McCarthy’s proposed work requirement exemptions are also misleading. We know from experience that exemptions from safety net program work requirements are extremely difficult to obtain. In addition to the issues that I addressed above, people who are pregnant, have disabilities, or have caregiving responsibilities may struggle to prove that they qualify for exemptions. Beneficiaries also often experience significant power differentials with program caseworkers, who have a great deal of discretion in whether to grant work requirement exemptions, and often arbitrarily refuse them. For example, in a 2022 study, caseworkers screened few women for IPV, a TANF work requirement exemption, and did not consider the exemption for them. When applicants revealed their IPV experiences, caseworkers still often refused waivers that they should have granted. These same power dynamics would severely restrict Medicaid beneficiaries’ ability to obtain McCarthy’s proposed pregnancy-related, disability-related, caregiving, and other exemptions.

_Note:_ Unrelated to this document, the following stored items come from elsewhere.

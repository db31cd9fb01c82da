//! Router assembly.
//!
//! Public routes (signup, login, the welcome banner) are registered
//! directly; everything from [`configure_api_routes`] is wrapped in the
//! auth middleware via `route_layer`, so unmatched paths still fall
//! through to the enveloped 404 instead of a bare 401.

use axum::middleware::from_fn_with_state;
use axum::routing::{get, post};
use axum::Router;
use tower_http::cors::CorsLayer;

use crate::auth::{login, logout, signup};
use crate::error::ApiError;
use crate::middleware::auth::auth_middleware;
use crate::routes::api_routes::configure_api_routes;
use crate::server::state::AppState;

async fn welcome() -> &'static str {
    "Welcome to the Music Library API"
}

async fn not_found() -> ApiError {
    ApiError::not_found("Resource Doesn't Exist")
}

/// Build the full application router.
pub fn create_router(state: AppState) -> Router<()> {
    let protected = configure_api_routes(Router::new())
        .route_layer(from_fn_with_state(state.clone(), auth_middleware));

    let router = Router::new()
        .route("/", get(welcome))
        .route("/api/v1/signup", post(signup))
        .route("/api/v1/login", post(login))
        // Capitalized path kept for wire compatibility.
        .route("/api/v1/Logout", get(logout))
        .merge(protected)
        .fallback(not_found)
        .layer(CorsLayer::permissive());

    router.with_state(state)
}

#[cfg(test)]
mod tests {
    use super::*;
    use axum::http::StatusCode;

    #[tokio::test]
    async fn welcome_is_plain_text() {
        assert_eq!(welcome().await, "Welcome to the Music Library API");
    }

    #[tokio::test]
    async fn fallback_is_enveloped_404() {
        use axum::response::IntoResponse;
        let response = not_found().await.into_response();
        assert_eq!(response.status(), StatusCode::NOT_FOUND);
    }
}
//! Server initialization: connect the database, run migrations, build the
//! router.

use axum::Router;
use sqlx::sqlite::SqlitePoolOptions;

use crate::auth::sessions::TokenKeys;
use crate::routes::router::create_router;
use crate::server::config::ServerConfig;
use crate::server::state::AppState;

/// Create and configure the Axum application.
///
/// Connects the SQLite pool, applies embedded migrations, and wires the
/// router with the shared state. Migration failure is fatal: the schema
/// carries the uniqueness constraints the handlers rely on.
pub async fn create_app(config: &ServerConfig) -> Result<Router, sqlx::Error> {
    tracing::info!("Connecting to database at {}", config.database_url);

    let pool = SqlitePoolOptions::new()
        .max_connections(5)
        .connect(&config.database_url)
        .await?;

    tracing::info!("Running database migrations");
    sqlx::migrate!().run(&pool).await?;

    let state = AppState::new(pool, TokenKeys::from_secret(&config.jwt_secret));

    Ok(create_router(state))
}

Many people will fall through the cracks and lose their Medicaid coverage. Given the current political landscape in the U.S., some states may even attempt to leverage pregnancy-related exemption data to further their abortion-related surveillance and criminalization efforts, in violation of federal law.

Medicaid work requirement proposals have long been a cornerstone in Republican campaigns to end access to affordable health coverage, a basic human right, for those they deem unworthy. In this moment, they will only serve to further gut access to reproductive and sexual health care for people with low incomes, and especially parents, Black, Latine, and other people of color, and people with disabilities. Protecting Medicaid is a sexual and reproductive health and justice imperative. We cannot afford to lose.

* Of note, women are not the only people who need sexual and reproductive health care. More inclusive data collection and analysis are needed to help us better understand how Medicaid helps people across gender identities, and particularly transgender, intersex, and nonbinary people, access reproductive and sexual health care.